Part B Insider (Multispecialty) Coding Alert

Evaluation:

Resolution to Stop E/M Code Revisions Goes to Trustees

AMA reconsiders 'clinical examples'

Evaluation and management codes may not move from guidelines to examples after all.
 
At the interim meeting of the American Medical Association's House of Delegates Dec. 6 through 9 in Honolulu, the AMA considered a resolution that aimed to put the brakes on changes to code descriptors for E/M codes.
 
The AMA had recommended replacing the 1995 and 1997 guidelines for coding E/M visits with "clinical examples" that would allow physicians to set an E/M level based on their narrative descriptions (see PBI, Vol. 4, No. 25, p. 163). Eleven specialty societies had each submitted examples of narrative descriptions that physicians should be able to use to set E/M levels.
 
But a number of specialty societies objected to the new plan, and sponsored Resolution 709 calling on the AMA CPT Editorial Panel to refrain from implementing new or significantly revised E/M code descriptors and clinical examples. The resolution would force the AMA to seek input from state medical associations, specialty societies, and physicians.
 
The AMA would have to assess further whether those suggested changes will be easier and more affordable to use and whether doctors will be able to implement those changes.
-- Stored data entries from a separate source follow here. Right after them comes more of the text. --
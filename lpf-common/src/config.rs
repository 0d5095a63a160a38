//! Configuration loading and resolution
//!
//! Settings resolve with ENV → TOML → compiled default priority. A value
//! present in several sources logs a warning naming the winner.

use crate::{Error, Result};
use serde::{Deserialize, Serialize};
use std::path::{Path, PathBuf};
use tracing::{info, warn};

/// TOML configuration file contents (`~/.config/lpf/lpf-gen.toml`)
///
/// Every field is optional; absent fields fall through to the
/// environment or the compiled default.
#[derive(Debug, Clone, Default, Serialize, Deserialize)]
pub struct TomlConfig {
    /// Socket address to listen on (e.g. "127.0.0.1:8000")
    pub bind: Option<String>,
    /// LLM provider API key
    pub google_api_key: Option<String>,
    /// News provider API key
    pub newsapi_key: Option<String>,
    /// Object storage / post database base URL
    pub supabase_url: Option<String>,
    /// Object storage / post database API key
    pub supabase_key: Option<String>,
    /// Storage bucket holding generated media
    pub storage_bucket: Option<String>,
    /// Allowed CORS origins for the frontend
    pub cors_origins: Option<Vec<String>>,
}

/// Get the default configuration file path for the platform
///
/// Linux: `~/.config/lpf/lpf-gen.toml`, with `/etc/lpf/lpf-gen.toml` as
/// the system-wide fallback. macOS/Windows use the OS config directory.
pub fn default_config_path() -> Option<PathBuf> {
    let user_config = dirs::config_dir().map(|d| d.join("lpf").join("lpf-gen.toml"));

    if cfg!(target_os = "linux") {
        if let Some(path) = &user_config {
            if path.exists() {
                return user_config;
            }
        }
        let system_config = PathBuf::from("/etc/lpf/lpf-gen.toml");
        if system_config.exists() {
            return Some(system_config);
        }
        user_config
    } else {
        user_config
    }
}

/// Load the TOML configuration file
///
/// A missing file is not an error (returns defaults); a malformed file is.
pub fn load_toml_config(path: &Path) -> Result<TomlConfig> {
    if !path.exists() {
        return Ok(TomlConfig::default());
    }

    let content = std::fs::read_to_string(path)
        .map_err(|e| Error::Config(format!("Read {} failed: {}", path.display(), e)))?;
    let config: TomlConfig = toml::from_str(&content)
        .map_err(|e| Error::Config(format!("Parse {} failed: {}", path.display(), e)))?;

    info!("Loaded configuration from {}", path.display());
    Ok(config)
}

/// Resolve a single setting with ENV → TOML priority
///
/// Warns when the setting is present in several sources (potential
/// misconfiguration) and logs where the winning value came from.
pub fn resolve_setting(label: &str, env_var: &str, toml_value: Option<&str>) -> Option<String> {
    let env_value = std::env::var(env_var).ok().filter(|v| is_valid_value(v));
    let toml_value = toml_value.filter(|v| is_valid_value(v)).map(str::to_string);

    if env_value.is_some() && toml_value.is_some() {
        warn!(
            "{} found in both environment and TOML. Using environment (highest priority).",
            label
        );
    }

    if let Some(value) = env_value {
        info!("{} loaded from environment variable {}", label, env_var);
        return Some(value);
    }

    if let Some(value) = toml_value {
        info!("{} loaded from TOML config", label);
        return Some(value);
    }

    None
}

/// Validate a setting value (non-empty, non-whitespace)
pub fn is_valid_value(value: &str) -> bool {
    !value.trim().is_empty()
}

#[cfg(test)]
mod tests {
    use super::*;

    #[test]
    fn empty_values_are_invalid() {
        assert!(!is_valid_value(""));
        assert!(!is_valid_value("   "));
        assert!(is_valid_value("key-123"));
    }

    #[test]
    fn missing_file_yields_defaults() {
        let config = load_toml_config(Path::new("/nonexistent/lpf-gen.toml")).unwrap();
        assert!(config.bind.is_none());
        assert!(config.google_api_key.is_none());
    }

    #[test]
    fn malformed_toml_is_an_error() {
        let dir = tempfile::tempdir().unwrap();
        let path = dir.path().join("lpf-gen.toml");
        std::fs::write(&path, "bind = [not toml").unwrap();
        assert!(load_toml_config(&path).is_err());
    }
}
//! # LPF Common Library
//!
//! Shared code for the LinkedIn Post Factory services including:
//! - Error taxonomy (Error enum)
//! - Configuration loading (ENV → TOML → default resolution)
//! - Media kind / MIME / data-URI helpers

pub mod config;
pub mod error;
pub mod media;

pub use error::{Error, Result};
pub use media::MediaKind;
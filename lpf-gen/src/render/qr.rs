//! QR code rendering

use lpf_common::{Error, Result};
use qrcode::render::svg;
use qrcode::{EcLevel, QrCode};

/// Render a QR code for a URL as SVG bytes
///
/// High error correction so the code survives LinkedIn's image
/// recompression.
pub fn render(url: &str) -> Result<Vec<u8>> {
    let code = QrCode::with_error_correction_level(url.as_bytes(), EcLevel::H)
        .map_err(|e| Error::Render(format!("Failed to generate QR code: {}", e)))?;

    let image = code
        .render::<svg::Color>()
        .min_dimensions(600, 600)
        .quiet_zone(true)
        .dark_color(svg::Color("#000000"))
        .light_color(svg::Color("#ffffff"))
        .build();

    Ok(image.into_bytes())
}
And it would have to obtain assurance in writing from the Centers for Medicare and Medicaid Services that it would accept those new E/M code descriptors, plus CMS' explanation of how it would perform audits and reviews based on the revised code descriptors.
 
The delegates discussed the resolution during an open hearing, according to an AMA spokesman. Several co-sponsors of the resolution testified that their intent wasn't to hinder the development of new E/M code descriptors but to validate the descriptors before they appeared in the CPT code book.
 
But representatives of the E/M Workgroup testified that they'd already accomplished many of the actions the resolution called for and that the new descriptors were only the beginning of the process. They were just carrying out previous decisions of the House of Delegates, they insisted.
 
The delegates voted at last to refer the issue to the Board of Trustees for further study.